The failure of either party to exercise in any respect any right provided for herein shall not be deemed a waiver of any further rights hereunder. A waiver by either party of any term or condition of this Agreement or any breach thereof, in any one instance, will not waive such term or condition or any subsequent breach thereof.

If Screenplay Unlimited is unable to perform any obligation under this Agreement because of any matter beyond its reasonable control, such as lightning, flood, exceptionally severe weather, fire, explosion, war, civil disorder, industrial disputes (whether or not involving employees of Screenplay Unlimited), acts of local or central government or other competent authorities, problems with telecommunications providers, hostile network attacks or other events beyond Screenplay Unlimited’s reasonable control (each, a “Force Majeure Event”), Screenplay Unlimited will have no liability to you for such failure to perform; provided, however, that Screenplay Unlimited shall resume performance promptly upon removal of the circumstances constituting the Force Majeure Event. If any Force Majeure Event continues for more than sixty (60) days, either Screenplay Unlimited or you may terminate this Agreement by delivery of written notice to the other party. You will remain responsible for all Fees incurred through the last day the Services were available.

If you and Screenplay Unlimited have executed a separate Subscription Agreement applicable to your access to and use of the Site, Services and/or Software, then the terms and conditions of such Subscription Agreement shall prevail to the extent of any conflict with the terms and conditions of this Agreement.
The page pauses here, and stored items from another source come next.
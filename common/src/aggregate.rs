//! Combinators that merge per-type daily aggregates into unioned totals.
//!
//! Dates that no input mentions stay absent from the output; callers treat
//! a missing date as an all-zero [`DailyAggregate`].

use std::collections::{BTreeMap, BTreeSet};
use std::ops::AddAssign;

use serde::Serialize;

use crate::payload::{DailyAggregate, DayMap, Payload};

/// Field-wise sums of a set of daily aggregates.
#[derive(Debug, Clone, Copy, Default, PartialEq, Serialize)]
pub struct Totals {
    pub count: u64,
    pub distance: f64,
    pub moving_time: f64,
    pub elevation: f64,
}

impl Totals {
    /// Whether distance or elevation figures are worth showing. Types such
    /// as strength training never report either.
    pub fn reports_distance(&self) -> bool {
        self.distance > 0.0 || self.elevation > 0.0
    }
}

impl AddAssign<&DailyAggregate> for Totals {
    fn add_assign(&mut self, day: &DailyAggregate) {
        self.count += day.count;
        self.distance += day.distance;
        self.moving_time += day.moving_time;
        self.elevation += day.elevation_gain;
    }
}

fn absorb(into: &mut DailyAggregate, day: &DailyAggregate) {
    into.count += day.count;
    into.distance += day.distance;
    into.moving_time += day.moving_time;
    into.elevation_gain += day.elevation_gain;
    into.activity_ids.extend(day.activity_ids.iter().cloned());
}

/// Union the daily maps of `types` within one year.
///
/// Every output entry carries a `types` set naming exactly the types that
/// contributed a non-zero count on that date.
pub fn combine_by_date(by_type: &BTreeMap<String, DayMap>, types: &[String]) -> DayMap {
    let mut combined = DayMap::new();
    for type_id in types {
        let Some(days) = by_type.get(type_id) else {
            continue;
        };
        for (date, day) in days {
            let entry = combined.entry(date.clone()).or_insert_with(|| DailyAggregate {
                types: Some(BTreeSet::new()),
                ..DailyAggregate::default()
            });
            absorb(entry, day);
            if day.count > 0 {
                entry
                    .types
                    .get_or_insert_with(BTreeSet::new)
                    .insert(type_id.clone());
            }
        }
    }
    combined
}

/// [`combine_by_date`] for one year of a payload; empty when the year has
/// no aggregates.
pub fn combine_year(payload: &Payload, year: i32, types: &[String]) -> DayMap {
    payload
        .aggregates
        .get(&year)
        .map(|by_type| combine_by_date(by_type, types))
        .unwrap_or_default()
}

/// Union `types` across several `years` into one date map. The result has
/// no per-day type attribution and is meant for scalar summation.
pub fn combine_across_years(payload: &Payload, types: &[String], years: &[i32]) -> DayMap {
    let mut combined = DayMap::new();
    for &year in years {
        for type_id in types {
            let Some(days) = payload.day_map(year, type_id) else {
                continue;
            };
            for (date, day) in days {
                absorb(combined.entry(date.clone()).or_default(), day);
            }
        }
    }
    combined
}

pub fn sum_totals(days: &DayMap) -> Totals {
    let mut totals = Totals::default();
    for day in days.values() {
        totals += day;
    }
    totals
}

// ─── tests ───────────────────────────────────────────────────────────────

#[cfg(test)]
mod tests {
    use super::*;

    fn payload() -> Payload {
        Payload::from_json(
            r#"{
            "types": ["run", "ride", "swim"],
            "years": [2023, 2024],
            "aggregates": {
                "2023": {
                    "run": {"2023-12-31": {"count": 1, "distance": 5000.0, "moving_time": 1500.0}}
                },
                "2024": {
                    "run": {
                        "2024-01-01": {"count": 1, "distance": 5000.0, "moving_time": 1500.0,
                                       "activity_ids": [1]},
                        "2024-01-02": {"count": 2, "distance": 8000.0, "moving_time": 2400.0}
                    },
                    "ride": {
                        "2024-01-01": {"count": 1, "distance": 20000.0, "moving_time": 3600.0,
                                       "elevation_gain": 120.0, "activity_ids": [2]},
                        "2024-01-03": {"count": 0}
                    }
                }
            }
        }"#,
        )
        .unwrap()
    }

    fn ids(v: &[&str]) -> Vec<String> {
        v.iter().map(|s| s.to_string()).collect()
    }

    #[test]
    fn test_combine_by_date_conserves_counts() {
        let p = payload();
        let types = ids(&["run", "ride"]);
        let combined = combine_year(&p, 2024, &types);

        for (date, day) in &combined {
            let expected: u64 = types
                .iter()
                .filter_map(|t| p.day_map(2024, t).and_then(|m| m.get(date)))
                .map(|a| a.count)
                .sum();
            assert_eq!(day.count, expected, "count mismatch on {date}");
        }

        let jan1 = &combined["2024-01-01"];
        assert_eq!(jan1.count, 2);
        assert_eq!(jan1.distance, 25000.0);
        assert_eq!(jan1.activity_ids.len(), 2);
        assert_eq!(jan1.types.as_ref().unwrap().len(), 2);
    }

    #[test]
    fn test_types_only_lists_nonzero_contributors() {
        let p = payload();
        let combined = combine_year(&p, 2024, &ids(&["run", "ride"]));
        let jan2 = combined["2024-01-02"].types.as_ref().unwrap();
        assert_eq!(jan2.iter().collect::<Vec<_>>(), vec!["run"]);
        // A zero-count entry is carried through but attributes no type.
        let jan3 = &combined["2024-01-03"];
        assert_eq!(jan3.count, 0);
        assert!(jan3.types.as_ref().unwrap().is_empty());
    }

    #[test]
    fn test_absent_dates_stay_absent() {
        let p = payload();
        let combined = combine_year(&p, 2024, &ids(&["run"]));
        assert!(!combined.contains_key("2024-01-03"));
        assert!(combine_year(&p, 2022, &ids(&["run"])).is_empty());
        assert!(combine_year(&p, 2024, &ids(&["swim"])).is_empty());
    }

    #[test]
    fn test_combine_across_years_and_sum() {
        let p = payload();
        let all = combine_across_years(&p, &ids(&["run", "ride"]), &[2023, 2024]);
        assert!(all.values().all(|d| d.types.is_none()));
        let totals = sum_totals(&all);
        assert_eq!(totals.count, 5);
        assert_eq!(totals.distance, 38000.0);
        assert_eq!(totals.moving_time, 9000.0);
        assert_eq!(totals.elevation, 120.0);

        let only_2024 = sum_totals(&combine_across_years(&p, &ids(&["run"]), &[2024]));
        assert_eq!(only_2024.count, 3);
    }
}
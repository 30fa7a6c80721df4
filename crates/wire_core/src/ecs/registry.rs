//! # Registry
//!
//! The central container for entities and their component pools.
//!
//! Pools are created lazily, one per component type, on the first add of
//! that type. Removing an entity cascades into every pool that holds it
//! before its id is returned to the free list.

use std::collections::{btree_map, BTreeMap, HashMap};

use crate::config::RegistryConfig;
use crate::ecs::component::{Component, ComponentHooks};
use crate::ecs::entity::{EntityAllocator, EntityId};
use crate::ecs::query::ComponentSet;
use crate::ecs::storage::ComponentPool;
use crate::error::{EcsError, EcsResult};
use crate::guid::Guid;

/// Owns every entity and component pool of one world.
///
/// `Clone` is a deep copy: the two registries share no storage afterwards.
///
/// # Example
///
/// ```rust
/// wire_core::component! {
///     pub struct Position("6A2347FD-8CB4-431D-8599-AF7340755113") {
///         pub x: f32,
///         pub y: f32,
///     }
/// }
///
/// let mut registry = wire_core::Registry::new();
/// let e = registry.create_entity();
/// registry.add_component(e, Position { x: 1.0, y: 2.0 }).unwrap();
///
/// assert!(registry.has_component::<Position>(e));
/// assert_eq!(registry.get_all_components::<Position>().unwrap().len(), 1);
/// ```
#[derive(Clone, Debug, Default)]
pub struct Registry {
    config: RegistryConfig,
    allocator: EntityAllocator,
    /// Ordered by identifier so pool iteration is stable.
    pools: BTreeMap<Guid, ComponentPool>,
    /// Hooks applied to pools now or when they are created.
    hooks: HashMap<Guid, ComponentHooks>,
    /// Parent to children adjacency.
    children: HashMap<EntityId, Vec<EntityId>>,
}
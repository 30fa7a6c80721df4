//! # Entity Component System
//!
//! Type-erased dense storage keyed by 128-bit component identifiers.
//!
//! ## Design Philosophy
//!
//! - Entities are bare integer ids, recycled through a free list
//! - Each component type lives in one dense byte pool
//! - Removal is swap-remove, so pools never have holes
//! - Typed access goes through `bytemuck`, never raw pointer casts

mod component;
mod entity;
mod query;
mod registry;
mod storage;

pub use component::{Component, ComponentHooks, CreateHook, DestroyHook, RemoveHook};
pub use entity::{EntityAllocator, EntityId};
pub use query::ComponentSet;
pub use registry::Registry;
pub use storage::{ComponentPool, MAX_COMPONENT_ALIGN};
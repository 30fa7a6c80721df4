//! # WIRE Core
//!
//! In-memory entity component store with a compact binary entity format.
//!
//! - Entities are integer ids recycled through a free list
//! - Each component type is stored in one dense, type-erased byte pool
//! - Pools are keyed by 128-bit identifiers, not Rust type ids, so the
//!   same data can be restored in another process
//!
//! ## Architecture Rules
//!
//! 1. **Dense storage** - swap-remove keeps every pool free of holes
//! 2. **No unsafe** - typed views over bytes go through `bytemuck`
//! 3. **Explicit registration** - the reflection table is an owned object
//!
//! ## Example
//!
//! ```rust
//! use wire_core::{EntityCodec, Registry, TypeRegistry};
//!
//! wire_core::component! {
//!     pub struct Position("6A2347FD-8CB4-431D-8599-AF7340755113") {
//!         pub x: f32,
//!         pub y: f32,
//!     }
//! }
//!
//! let mut types = TypeRegistry::new();
//! types.register::<Position>().unwrap();
//!
//! let mut registry = Registry::new();
//! let e = registry.create_entity();
//! registry.add_component(e, Position { x: 1.0, y: 2.0 }).unwrap();
//!
//! let codec = EntityCodec::new(&types);
//! let bytes = codec.encode(&registry, e).unwrap();
//!
//! let mut restored = Registry::new();
//! codec.decode(&bytes, &mut restored).unwrap();
//! assert_eq!(restored.get_component::<Position>(e).unwrap().y, 2.0);
//! ```

#![deny(missing_docs)]
#![deny(unsafe_code)]
#![warn(clippy::pedantic)]

pub mod codec;
pub mod config;
pub mod ecs;
pub mod error;
pub mod guid;
pub mod reflect;

pub use codec::EntityCodec;
pub use config::RegistryConfig;
pub use ecs::{
    Component, ComponentHooks, ComponentPool, ComponentSet, EntityAllocator, EntityId, Registry,
};
pub use error::{
    CodecError, CodecResult, ConfigError, ConfigResult, EcsError, EcsResult, GuidParseError,
    ReflectError, ReflectResult,
};
pub use guid::Guid;
pub use reflect::{ComponentDescriptor, TypeRegistry};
In all other cases, this Agreement constitutes the entire agreement between Screenplay Unlimited and you with respect to its subject matter, and supersedes all prior communications and proposals, whether electronic, oral or written, between Screenplay Unlimited and you. No waiver or modification of any of the provisions of this Agreement shall be binding unless in writing and signed by a duly authorized representative of each party.